REQUIRED ACTION: Keeping every word in place, write out the entries that come next.

DATA EXCERPTS:
______________________________
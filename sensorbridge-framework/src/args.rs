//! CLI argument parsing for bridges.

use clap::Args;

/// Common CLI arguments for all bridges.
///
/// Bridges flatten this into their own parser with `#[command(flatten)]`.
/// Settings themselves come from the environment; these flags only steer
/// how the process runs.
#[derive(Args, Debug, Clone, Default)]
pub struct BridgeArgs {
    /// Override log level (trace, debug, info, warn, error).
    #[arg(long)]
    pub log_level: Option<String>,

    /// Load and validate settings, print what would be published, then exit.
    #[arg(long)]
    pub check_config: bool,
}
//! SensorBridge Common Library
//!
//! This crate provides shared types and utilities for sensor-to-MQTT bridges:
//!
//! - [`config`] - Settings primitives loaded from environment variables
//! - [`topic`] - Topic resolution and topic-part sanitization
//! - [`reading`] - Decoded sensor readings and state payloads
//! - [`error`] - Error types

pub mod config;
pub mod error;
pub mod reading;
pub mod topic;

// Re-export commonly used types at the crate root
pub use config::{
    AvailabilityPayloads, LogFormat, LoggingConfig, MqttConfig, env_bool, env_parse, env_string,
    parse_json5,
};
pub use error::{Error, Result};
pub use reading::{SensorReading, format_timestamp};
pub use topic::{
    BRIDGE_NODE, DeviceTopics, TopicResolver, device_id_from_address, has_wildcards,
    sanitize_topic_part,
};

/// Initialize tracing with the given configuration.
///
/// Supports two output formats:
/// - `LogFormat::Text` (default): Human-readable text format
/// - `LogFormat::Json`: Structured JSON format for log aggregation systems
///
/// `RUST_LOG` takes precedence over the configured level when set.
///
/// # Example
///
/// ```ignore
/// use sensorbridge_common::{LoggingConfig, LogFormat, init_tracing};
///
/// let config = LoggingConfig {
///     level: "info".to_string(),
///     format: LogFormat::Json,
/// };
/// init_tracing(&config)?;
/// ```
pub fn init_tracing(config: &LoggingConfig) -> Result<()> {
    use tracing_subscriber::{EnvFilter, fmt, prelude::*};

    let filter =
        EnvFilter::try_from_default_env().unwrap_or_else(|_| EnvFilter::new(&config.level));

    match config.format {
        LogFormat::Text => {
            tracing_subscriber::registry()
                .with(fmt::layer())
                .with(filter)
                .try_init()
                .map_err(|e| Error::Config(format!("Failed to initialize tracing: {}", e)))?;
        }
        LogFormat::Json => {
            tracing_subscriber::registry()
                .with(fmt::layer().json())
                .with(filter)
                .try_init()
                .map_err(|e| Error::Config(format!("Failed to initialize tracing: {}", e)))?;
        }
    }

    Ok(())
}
______________________________
SOLUTION FOR THIS PROBLEM:
filename sensorbridge-framework/src/args.rs
//! CLI argument parsing for bridges.

use clap::Args;

/// Common CLI arguments for all bridges.
///
/// Bridges flatten this into their own parser with `#[command(flatten)]`.
/// Settings themselves come from the environment; these flags only steer
/// how the process runs.
#[derive(Args, Debug, Clone, Default)]
pub struct BridgeArgs {
    /// Override log level (trace, debug, info, warn, error).
    #[arg(long)]
    pub log_level: Option<String>,

    /// Load and validate settings, print what would be published, then exit.
    #[arg(long)]
    pub check_config: bool,
}
//! SensorBridge Common Library
//!
//! This crate provides shared types and utilities for sensor-to-MQTT bridges:
//!
//! - [`config`] - Settings primitives loaded from environment variables
//! - [`topic`] - Topic resolution and topic-part sanitization
//! - [`reading`] - Decoded sensor readings and state payloads
//! - [`error`] - Error types

pub mod config;
pub mod error;
pub mod reading;
pub mod topic;

// Re-export commonly used types at the crate root
pub use config::{
    AvailabilityPayloads, LogFormat, LoggingConfig, MqttConfig, env_bool, env_parse, env_string,
    parse_json5,
};
pub use error::{Error, Result};
pub use reading::{SensorReading, format_timestamp};
pub use topic::{
    BRIDGE_NODE, DeviceTopics, TopicResolver, device_id_from_address, has_wildcards,
    sanitize_topic_part,
};

/// Initialize tracing with the given configuration.
///
/// Supports two output formats:
/// - `LogFormat::Text` (default): Human-readable text format
/// - `LogFormat::Json`: Structured JSON format for log aggregation systems
///
/// `RUST_LOG` takes precedence over the configured level when set.
///
/// # Example
///
/// ```ignore
/// use sensorbridge_common::{LoggingConfig, LogFormat, init_tracing};
///
/// let config = LoggingConfig {
///     level: "info".to_string(),
///     format: LogFormat::Json,
/// };
/// init_tracing(&config)?;
/// ```
pub fn init_tracing(config: &LoggingConfig) -> Result<()> {
    use tracing_subscriber::{EnvFilter, fmt, prelude::*};

    let filter =
        EnvFilter::try_from_default_env().unwrap_or_else(|_| EnvFilter::new(&config.level));

    match config.format {
        LogFormat::Text => {
            tracing_subscriber::registry()
                .with(fmt::layer())
                .with(filter)
                .try_init()
                .map_err(|e| Error::Config(format!("Failed to initialize tracing: {}", e)))?;
        }
        LogFormat::Json => {
            tracing_subscriber::registry()
                .with(fmt::layer().json())
                .with(filter)
                .try_init()
                .map_err(|e| Error::Config(format!("Failed to initialize tracing: {}", e)))?;
        }
    }

    Ok(())
}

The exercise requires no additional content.